■ **ASSIGNMENT**
Transcribe the records word for word, beginning with the first line and ending with the line that contains "pub fn target()"; include nothing else.

■ **Dataset entries**
//! screengrab - Save screenshots to a Dropbox Public folder and share the link.
//!
//! Provides both human-friendly and script-friendly (`--json`) output.
#![forbid(unsafe_code)]

use std::io::{self, IsTerminal};
use std::path::{Path, PathBuf};

use clap::Parser;
use console::style;
use serde::Serialize;
use tracing::debug;

use screengrab::capture::XcapSource;
use screengrab::cli::{self, Cli, Commands, ConfigCommand};
use screengrab::config::{self, ConfigStore, SqliteBackend};
use screengrab::error::{GrabError, Result};
use screengrab::logging;
use screengrab::pipeline::{self, GrabRequest, PublishedFile};
use screengrab::publish::{CLIPBOARD_HOLD, ClipboardPublisher, HttpShortener, SystemClipboard};
use screengrab::settings::{SAVE_DIRECTORY_KEY, Settings};
use screengrab::sync_folder::{self, SyncFolderLocator};
use screengrab::update::UpdateChecker;

/// Build information embedded at compile time.
mod build_info {
    pub const VERSION: &str = env!("CARGO_PKG_VERSION");

    pub fn git_sha() -> &'static str {
        option_env!("VERGEN_GIT_SHA").unwrap_or("unknown")
    }

    pub fn git_dirty() -> &'static str {
        option_env!("VERGEN_GIT_DIRTY").unwrap_or("false")
    }

    pub fn build_timestamp() -> &'static str {
        option_env!("VERGEN_BUILD_TIMESTAMP").unwrap_or("unknown")
    }

    pub fn rustc_semver() -> &'static str {
        option_env!("VERGEN_RUSTC_SEMVER").unwrap_or("unknown")
    }

    pub fn target() -> &'static str {
        option_env!("VERGEN_CARGO_TARGET_TRIPLE").unwrap_or("unknown")
    }
}

fn main() {
    let cli = Cli::parse();

    // Handle no-color flag or non-TTY
    if cli.no_color || !io::stdout().is_terminal() {
        console::set_colors_enabled(false);
        console::set_colors_enabled_stderr(false);
    }

    logging::init_logging(cli.json, cli.verbose, cli.quiet);

    if let Err(e) = run(&cli) {
        output_error(&cli, &e);
        std::process::exit(1);
    }
}

fn run(cli: &Cli) -> Result<()> {
    match &cli.command {
        None => print_quick_start(cli),
        Some(Commands::Grab(args)) => cmd_grab(cli, args),
        Some(Commands::Auto(args)) => cmd_auto(cli, args),
        Some(Commands::Config(command)) => cmd_config(cli, command),
        Some(Commands::SyncFolder) => cmd_sync_folder(cli),
        Some(Commands::CheckUpdate) => cmd_check_update(cli),
        Some(Commands::Version) => cmd_version(cli),
        Some(Commands::Completions(args)) => cmd_completions(cli, args),
    }
}

// === Quick Start ===

#[derive(Serialize)]
struct QuickStart {
    tool: &'static str,
    version: &'static str,
    description: &'static str,
    commands: QuickStartCommands,
    environment: QuickStartEnvironment,
}

#[derive(Serialize)]
struct QuickStartCommands {
    grab_screen: &'static str,
    grab_window: &'static str,
    auto_grab: &'static str,
    show_settings: &'static str,
    change_setting: &'static str,
    sync_folder: &'static str,
    check_update: &'static str,
}

#[derive(Serialize)]
struct QuickStartEnvironment {
    config_db: &'static str,
    sync_folder: &'static str,
    log_filter: &'static str,
}

#[allow(clippy::unnecessary_wraps)] // Consistent return type with other commands
fn print_quick_start(cli: &Cli) -> Result<()> {
    if cli.json {
        output_json(&QuickStart {
            tool: "screengrab",
            version: build_info::VERSION,
            description: "Save screenshots to a Dropbox Public folder and copy the public link",
            commands: QuickStartCommands {
                grab_screen: "screengrab grab",
                grab_window: "screengrab grab --window",
                auto_grab: "screengrab auto [--count N]",
                show_settings: "screengrab config show",
                change_setting: "screengrab config set <KEY> <VALUE>",
                sync_folder: "screengrab sync-folder",
                check_update: "screengrab check-update",
            },
            environment: QuickStartEnvironment {
                config_db: "SCREENGRAB_CONFIG_DB",
                sync_folder: "SCREENGRAB_SYNC_FOLDER",
                log_filter: "RUST_LOG",
            },
        });
        return Ok(());
    }

    println!(
        "{} {} - Dropbox screen grabber\n",
        style("screengrab").bold().cyan(),
        build_info::VERSION
    );

    println!("{}", style("QUICK START").bold().underlined());
    println!();
    println!("  {}  Capture the full screen", style("screengrab grab").green());
    println!("  {}  Capture the active window", style("screengrab grab --window").green());
    println!("  {}  Capture on a timer", style("screengrab auto").green());
    println!("  {}  Show settings", style("screengrab config show").green());
    println!(
        "  {}  Set your Dropbox user id",
        style("screengrab config set user_id 12345").green()
    );
    println!("  {}  Show the Public folder", style("screengrab sync-folder").green());
    println!();

    println!("Run {} for full help", style("screengrab --help").yellow());
    Ok(())
}

// === Shared setup ===

fn open_store(cli: &Cli) -> Result<ConfigStore<SqliteBackend>> {
    let backend = match &cli.config_db {
        Some(path) => SqliteBackend::open(path, config::NAMESPACE)?,
        None => SqliteBackend::open_default(config::NAMESPACE)?,
    };
    Ok(ConfigStore::new(backend))
}

fn config_db_path(cli: &Cli) -> Result<PathBuf> {
    match &cli.config_db {
        Some(path) => Ok(path.clone()),
        None => config::default_db_path(),
    }
}

fn sync_root(cli: &Cli) -> Result<PathBuf> {
    if let Some(path) = &cli.sync_folder {
        if !path.is_dir() {
            return Err(GrabError::SyncFolderNotFound {
                searched: vec![path.display().to_string()],
            });
        }
        return Ok(path.clone());
    }
    let locator = SyncFolderLocator::from_environment();
    sync_folder::resolve_cached(&locator).map(Path::to_path_buf)
}

// === Capture ===

fn cmd_grab(cli: &Cli, args: &cli::GrabArgs) -> Result<()> {
    let store = open_store(cli)?;
    let settings = store.load()?;
    let root = sync_root(cli)?;
    let clipboard = SystemClipboard::holding(CLIPBOARD_HOLD);
    let mut publisher = ClipboardPublisher::new(clipboard, HttpShortener::new()?);

    let request = GrabRequest {
        full_screen: !args.window,
        copy_url: !args.no_copy,
    };
    let file = pipeline::grab(&XcapSource, &mut publisher, &settings, &root, request)?;

    print_published(cli, &file);
    Ok(())
}

fn cmd_auto(cli: &Cli, args: &cli::AutoArgs) -> Result<()> {
    let store = open_store(cli)?;
    let settings = store.load()?;
    let root = sync_root(cli)?;
    let interval = settings.auto_grab_interval;
    // The hold runs inside the loop, so it never outlasts one interval.
    let clipboard = SystemClipboard::holding(interval.as_duration().min(CLIPBOARD_HOLD));
    let mut publisher = ClipboardPublisher::new(clipboard, HttpShortener::new()?);

    let request = GrabRequest::for_auto_grab(settings.auto_grab_type);
    if !settings.auto_grab {
        debug!("auto_grab is off in settings, running on request");
    }
    if !cli.quiet && !cli.json {
        println!(
            "Grabbing {} every {} (Ctrl+C to stop)...",
            settings.auto_grab_type.label().to_lowercase(),
            interval
        );
    }

    let summary = pipeline::run_auto_grab(
        interval.as_duration(),
        args.count,
        std::thread::sleep,
        |_| {
            let file = pipeline::grab(&XcapSource, &mut publisher, &settings, &root, request)?;
            print_published(cli, &file);
            Ok(file)
        },
    );

    if cli.json {
        output_json(&summary);
    } else if !cli.quiet {
        println!(
            "Auto-grab finished: {} saved, {} failed",
            style(summary.succeeded).green(),
            style(summary.failed).red()
        );
    }
    Ok(())
}

fn print_published(cli: &Cli, file: &PublishedFile) {
    if cli.json {
        output_json(file);
        return;
    }
    if cli.quiet {
        return;
    }
    println!("{} {}", style("Saved").green().bold(), file.save_path.display());
    if let Some(url) = &file.public_url {
        println!("{} {}", style("Copied").cyan().bold(), url);
    }
}

// === Configuration ===

fn cmd_config(cli: &Cli, command: &ConfigCommand) -> Result<()> {
    match command {
        ConfigCommand::Show => config_show(cli),
        ConfigCommand::Set { key, value } => config_set(cli, key, value),
        ConfigCommand::Reset => config_reset(cli),
        ConfigCommand::Path => config_path(cli),
    }
}

fn config_show(cli: &Cli) -> Result<()> {
    let settings = open_store(cli)?.load()?;
    let entries = settings.to_entries();

    if cli.json {
        output_json(&entries_json(entries));
    } else {
        let width = entries.iter().map(|(key, _)| key.len()).max().unwrap_or(0);
        for (key, value) in entries {
            println!("{:width$}  {}", style(key).bold(), value);
        }
    }
    Ok(())
}

fn config_set(cli: &Cli, key: &str, value: &str) -> Result<()> {
    let mut store = open_store(cli)?;
    let mut settings = store.load()?;
    settings.set(key, value)?;

    let public_root = match sync_root(cli) {
        Ok(root) => sync_folder::public_folder(&root),
        Err(e) if key != SAVE_DIRECTORY_KEY => {
            debug!(error = %e, "Dropbox folder unknown, saving without it");
            PathBuf::new()
        }
        Err(e) => return Err(e),
    };
    store.save(&settings, &public_root)?;

    let stored = store.load()?.get(key)?;
    if cli.json {
        output_json(&serde_json::json!({
            "key": key,
            "value": stored,
            "ok": true,
        }));
    } else if !cli.quiet {
        println!("{key} = {stored}");
    }
    Ok(())
}

fn config_reset(cli: &Cli) -> Result<()> {
    let mut store = open_store(cli)?;
    store.reset(Path::new(""))?;

    if cli.json {
        output_json(&entries_json(Settings::default().to_entries()));
    } else if !cli.quiet {
        println!("Settings restored to defaults");
    }
    Ok(())
}

fn entries_json(entries: Vec<(&str, String)>) -> serde_json::Map<String, serde_json::Value> {
    entries
        .into_iter()
        .map(|(key, value)| (key.to_string(), serde_json::Value::String(value)))
        .collect()
}

fn config_path(cli: &Cli) -> Result<()> {
    let path = config_db_path(cli)?;
    if cli.json {
        output_json(&serde_json::json!({
            "path": path,
            "exists": path.exists(),
        }));
    } else {
        println!("{}", path.display());
    }
    Ok(())
}

fn cmd_sync_folder(cli: &Cli) -> Result<()> {
    let root = sync_root(cli)?;
    let public = sync_folder::public_folder(&root);

    if cli.json {
        output_json(&serde_json::json!({
            "sync_folder": root,
            "public_folder": public,
            "public_exists": public.is_dir(),
        }));
    } else {
        println!("Dropbox: {}", root.display());
        println!("Public:  {}", public.display());
        if !public.is_dir() && !cli.quiet {
            println!(
                "{}: the Public folder does not exist yet",
                style("Warning").yellow()
            );
        }
    }
    Ok(())
}

// === Utilities ===

fn cmd_check_update(cli: &Cli) -> Result<()> {
    let latest = UpdateChecker::new()?.check_latest()?;
    let update_available = latest.is_newer_than(build_info::VERSION);

    if cli.json {
        output_json(&serde_json::json!({
            "current": build_info::VERSION,
            "latest": latest,
            "update_available": update_available,
        }));
        return Ok(());
    }

    let version = latest.version.as_deref().unwrap_or("unknown");
    if update_available {
        println!(
            "{} {} (you have {})",
            style("Update available:").green().bold(),
            version,
            build_info::VERSION
        );
        if let Some(date) = &latest.release_date {
            println!("Released: {date}");
        }
        if let Some(url) = &latest.download_url {
            println!("Download: {url}");
        }
    } else if !cli.quiet {
        println!("screengrab {} is up to date (latest: {version})", build_info::VERSION);
    }
    Ok(())
}

#[allow(clippy::unnecessary_wraps)] // Consistent return type with other commands
fn cmd_version(cli: &Cli) -> Result<()> {
    if cli.json {
        output_json(&serde_json::json!({
            "version": build_info::VERSION,
            "git_sha": build_info::git_sha(),
            "git_dirty": build_info::git_dirty() == "true",
            "build_timestamp": build_info::build_timestamp(),
            "rustc_version": build_info::rustc_semver(),
            "target": build_info::target(),
        }));
    } else {
        println!("screengrab {}", build_info::VERSION);
        println!(
            "git: {}{}",
            build_info::git_sha(),
            if build_info::git_dirty() == "true" {
                " (dirty)"
            } else {
                ""
            }
        );
        println!("built: {}", build_info::build_timestamp());
        println!("rustc: {}", build_info::rustc_semver());
        println!("target: {}", build_info::target());
    }
    Ok(())
}

#[allow(clippy::unnecessary_wraps)] // Consistent return type with other commands
fn cmd_completions(_cli: &Cli, args: &cli::CompletionsArgs) -> Result<()> {
    use clap::CommandFactory;
    clap_complete::generate(args.shell, &mut Cli::command(), "screengrab", &mut io::stdout());
    Ok(())
}

// === Output ===

fn output_json<T: Serialize + ?Sized>(data: &T) {
    match serde_json::to_string_pretty(data) {
        Ok(json) => println!("{json}"),
        Err(e) => eprintln!("Failed to serialize output: {e}"),
    }
}

fn output_error(cli: &Cli, error: &GrabError) {
    if cli.json {
        let json = serde_json::json!({
            "error": true,
            "message": error.to_string(),
            "suggestion": error.suggestion(),
            "recoverable": error.is_user_recoverable(),
        });
        eprintln!("{json}");
    } else {
        eprintln!("{}: {}", style("Error").red().bold(), error);
        if let Some(suggestion) = error.suggestion() {
            eprintln!("{}: {}", style("Hint").yellow(), suggestion);
        }
    }
}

■ **SOLVED PROBLEM**
//! screengrab - Save screenshots to a Dropbox Public folder and share the link.
//!
//! Provides both human-friendly and script-friendly (`--json`) output.
#![forbid(unsafe_code)]

use std::io::{self, IsTerminal};
use std::path::{Path, PathBuf};

use clap::Parser;
use console::style;
use serde::Serialize;
use tracing::debug;

use screengrab::capture::XcapSource;
use screengrab::cli::{self, Cli, Commands, ConfigCommand};
use screengrab::config::{self, ConfigStore, SqliteBackend};
use screengrab::error::{GrabError, Result};
use screengrab::logging;
use screengrab::pipeline::{self, GrabRequest, PublishedFile};
use screengrab::publish::{CLIPBOARD_HOLD, ClipboardPublisher, HttpShortener, SystemClipboard};
use screengrab::settings::{SAVE_DIRECTORY_KEY, Settings};
use screengrab::sync_folder::{self, SyncFolderLocator};
use screengrab::update::UpdateChecker;

/// Build information embedded at compile time.
mod build_info {
    pub const VERSION: &str = env!("CARGO_PKG_VERSION");

    pub fn git_sha() -> &'static str {
        option_env!("VERGEN_GIT_SHA").unwrap_or("unknown")
    }

    pub fn git_dirty() -> &'static str {
        option_env!("VERGEN_GIT_DIRTY").unwrap_or("false")
    }

    pub fn build_timestamp() -> &'static str {
        option_env!("VERGEN_BUILD_TIMESTAMP").unwrap_or("unknown")
    }

    pub fn rustc_semver() -> &'static str {
        option_env!("VERGEN_RUSTC_SEMVER").unwrap_or("unknown")
    }

    pub fn target() -> &'static str {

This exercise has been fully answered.